→ Work item
Which of the lines below hold "reason"? Please return each one.

(Stored data entries)
Segment Open
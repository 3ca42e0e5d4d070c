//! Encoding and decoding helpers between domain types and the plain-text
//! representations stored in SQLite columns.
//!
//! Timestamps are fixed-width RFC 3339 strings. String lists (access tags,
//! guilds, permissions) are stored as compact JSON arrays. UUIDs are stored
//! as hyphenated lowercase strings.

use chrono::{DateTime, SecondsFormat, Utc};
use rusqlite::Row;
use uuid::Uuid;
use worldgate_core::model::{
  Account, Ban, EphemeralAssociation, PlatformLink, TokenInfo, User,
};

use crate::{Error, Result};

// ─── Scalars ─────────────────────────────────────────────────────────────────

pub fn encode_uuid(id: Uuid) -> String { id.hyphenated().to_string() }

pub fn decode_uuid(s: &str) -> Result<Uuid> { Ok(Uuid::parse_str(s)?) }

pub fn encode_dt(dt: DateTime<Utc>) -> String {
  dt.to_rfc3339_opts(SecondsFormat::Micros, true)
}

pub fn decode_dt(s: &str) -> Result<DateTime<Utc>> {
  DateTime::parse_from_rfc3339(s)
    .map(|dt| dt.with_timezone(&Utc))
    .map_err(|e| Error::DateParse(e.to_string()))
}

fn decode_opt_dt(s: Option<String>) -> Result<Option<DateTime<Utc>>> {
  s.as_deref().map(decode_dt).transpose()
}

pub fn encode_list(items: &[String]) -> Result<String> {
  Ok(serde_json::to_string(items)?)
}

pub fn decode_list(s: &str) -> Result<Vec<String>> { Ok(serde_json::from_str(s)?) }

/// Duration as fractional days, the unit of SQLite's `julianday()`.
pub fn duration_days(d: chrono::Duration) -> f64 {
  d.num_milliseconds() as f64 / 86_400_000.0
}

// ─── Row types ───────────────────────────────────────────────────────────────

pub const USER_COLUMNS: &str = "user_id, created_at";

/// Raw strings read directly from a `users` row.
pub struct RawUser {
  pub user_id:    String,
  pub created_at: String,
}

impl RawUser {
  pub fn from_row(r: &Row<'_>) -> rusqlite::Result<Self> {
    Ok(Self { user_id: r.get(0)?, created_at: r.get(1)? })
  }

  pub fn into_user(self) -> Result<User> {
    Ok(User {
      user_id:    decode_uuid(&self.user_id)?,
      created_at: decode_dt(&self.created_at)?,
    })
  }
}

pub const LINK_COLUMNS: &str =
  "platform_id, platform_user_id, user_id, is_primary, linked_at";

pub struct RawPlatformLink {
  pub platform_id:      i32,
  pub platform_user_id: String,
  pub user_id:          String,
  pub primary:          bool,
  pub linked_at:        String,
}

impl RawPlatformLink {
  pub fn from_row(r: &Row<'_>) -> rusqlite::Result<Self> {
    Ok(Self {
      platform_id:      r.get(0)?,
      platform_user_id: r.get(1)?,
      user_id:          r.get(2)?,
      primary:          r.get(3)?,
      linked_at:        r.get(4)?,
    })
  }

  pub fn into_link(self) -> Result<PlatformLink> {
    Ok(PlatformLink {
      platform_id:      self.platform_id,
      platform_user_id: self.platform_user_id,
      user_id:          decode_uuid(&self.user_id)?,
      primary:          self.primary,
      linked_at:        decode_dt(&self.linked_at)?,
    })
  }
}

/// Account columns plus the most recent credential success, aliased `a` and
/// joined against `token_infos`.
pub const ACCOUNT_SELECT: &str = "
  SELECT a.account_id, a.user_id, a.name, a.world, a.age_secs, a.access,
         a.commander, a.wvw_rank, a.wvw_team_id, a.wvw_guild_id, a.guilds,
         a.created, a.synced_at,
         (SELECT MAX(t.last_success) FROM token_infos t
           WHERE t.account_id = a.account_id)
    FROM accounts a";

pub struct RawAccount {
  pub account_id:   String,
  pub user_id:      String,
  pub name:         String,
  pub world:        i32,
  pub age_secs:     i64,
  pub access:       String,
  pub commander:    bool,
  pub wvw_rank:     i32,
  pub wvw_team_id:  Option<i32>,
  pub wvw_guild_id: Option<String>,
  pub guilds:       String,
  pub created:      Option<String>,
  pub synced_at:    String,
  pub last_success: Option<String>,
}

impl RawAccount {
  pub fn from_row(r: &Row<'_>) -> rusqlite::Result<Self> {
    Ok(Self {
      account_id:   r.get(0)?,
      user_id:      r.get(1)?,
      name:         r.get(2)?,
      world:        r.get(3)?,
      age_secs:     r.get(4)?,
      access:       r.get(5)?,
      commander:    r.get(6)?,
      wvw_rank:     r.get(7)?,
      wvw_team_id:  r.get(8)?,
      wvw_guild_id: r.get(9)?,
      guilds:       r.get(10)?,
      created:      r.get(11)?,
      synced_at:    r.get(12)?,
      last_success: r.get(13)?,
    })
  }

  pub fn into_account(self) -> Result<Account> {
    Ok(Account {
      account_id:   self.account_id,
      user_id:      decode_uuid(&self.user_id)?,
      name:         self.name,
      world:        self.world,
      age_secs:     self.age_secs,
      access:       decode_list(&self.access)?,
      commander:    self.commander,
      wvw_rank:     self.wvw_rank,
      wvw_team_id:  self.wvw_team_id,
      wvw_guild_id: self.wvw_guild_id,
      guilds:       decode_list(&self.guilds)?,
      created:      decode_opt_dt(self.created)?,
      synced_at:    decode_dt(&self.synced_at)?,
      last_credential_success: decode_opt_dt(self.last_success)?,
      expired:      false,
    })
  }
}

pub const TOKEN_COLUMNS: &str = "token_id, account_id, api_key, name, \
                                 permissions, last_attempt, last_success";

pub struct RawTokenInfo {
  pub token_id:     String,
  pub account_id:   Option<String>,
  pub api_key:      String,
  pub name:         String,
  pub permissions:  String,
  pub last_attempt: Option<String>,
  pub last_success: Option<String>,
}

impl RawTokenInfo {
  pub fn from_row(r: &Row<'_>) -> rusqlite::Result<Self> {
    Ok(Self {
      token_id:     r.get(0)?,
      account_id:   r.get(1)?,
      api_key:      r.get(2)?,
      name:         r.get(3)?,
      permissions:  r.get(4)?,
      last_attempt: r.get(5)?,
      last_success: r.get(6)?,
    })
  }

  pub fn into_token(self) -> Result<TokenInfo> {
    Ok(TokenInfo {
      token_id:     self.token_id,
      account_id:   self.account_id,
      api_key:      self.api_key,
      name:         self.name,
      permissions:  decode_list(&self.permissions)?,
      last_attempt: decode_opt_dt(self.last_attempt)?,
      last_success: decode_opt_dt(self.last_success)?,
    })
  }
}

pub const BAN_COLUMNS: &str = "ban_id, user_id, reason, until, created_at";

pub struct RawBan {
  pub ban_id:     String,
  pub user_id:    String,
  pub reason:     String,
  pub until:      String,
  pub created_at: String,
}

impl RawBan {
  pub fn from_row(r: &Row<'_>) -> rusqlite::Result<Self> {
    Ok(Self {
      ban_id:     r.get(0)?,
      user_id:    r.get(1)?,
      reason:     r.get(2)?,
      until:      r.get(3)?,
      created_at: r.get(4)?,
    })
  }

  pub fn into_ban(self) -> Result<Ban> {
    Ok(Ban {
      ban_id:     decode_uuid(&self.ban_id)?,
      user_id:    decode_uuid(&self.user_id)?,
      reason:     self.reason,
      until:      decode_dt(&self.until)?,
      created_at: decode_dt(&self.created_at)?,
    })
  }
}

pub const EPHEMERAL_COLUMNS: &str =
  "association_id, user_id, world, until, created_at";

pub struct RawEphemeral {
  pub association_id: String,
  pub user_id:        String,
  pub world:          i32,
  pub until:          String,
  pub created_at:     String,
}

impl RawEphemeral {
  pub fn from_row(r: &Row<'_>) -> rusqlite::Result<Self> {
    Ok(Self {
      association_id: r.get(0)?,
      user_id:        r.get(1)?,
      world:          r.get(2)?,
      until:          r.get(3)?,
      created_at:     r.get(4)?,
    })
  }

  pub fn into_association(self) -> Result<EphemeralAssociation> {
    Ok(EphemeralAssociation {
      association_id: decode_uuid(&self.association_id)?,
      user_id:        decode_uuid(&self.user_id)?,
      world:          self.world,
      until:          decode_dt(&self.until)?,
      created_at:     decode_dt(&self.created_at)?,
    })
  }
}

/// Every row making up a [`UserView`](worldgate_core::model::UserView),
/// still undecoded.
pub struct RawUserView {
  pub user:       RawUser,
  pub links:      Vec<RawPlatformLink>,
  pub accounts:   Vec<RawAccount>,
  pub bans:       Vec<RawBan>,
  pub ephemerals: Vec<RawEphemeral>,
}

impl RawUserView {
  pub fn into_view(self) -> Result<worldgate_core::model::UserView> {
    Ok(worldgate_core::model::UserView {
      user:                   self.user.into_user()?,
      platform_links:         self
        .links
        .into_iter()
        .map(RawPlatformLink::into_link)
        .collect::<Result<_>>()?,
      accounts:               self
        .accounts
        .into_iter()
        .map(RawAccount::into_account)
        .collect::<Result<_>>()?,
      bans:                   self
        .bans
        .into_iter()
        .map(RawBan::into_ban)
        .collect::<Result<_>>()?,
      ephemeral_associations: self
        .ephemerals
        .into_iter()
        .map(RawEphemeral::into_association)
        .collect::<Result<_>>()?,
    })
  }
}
Segment Closed
→ Answer
pub const BAN_COLUMNS: &str = "ban_id, user_id, reason, until, created_at";
  pub reason:     String,
      reason:     r.get(2)?,
      reason:     self.reason,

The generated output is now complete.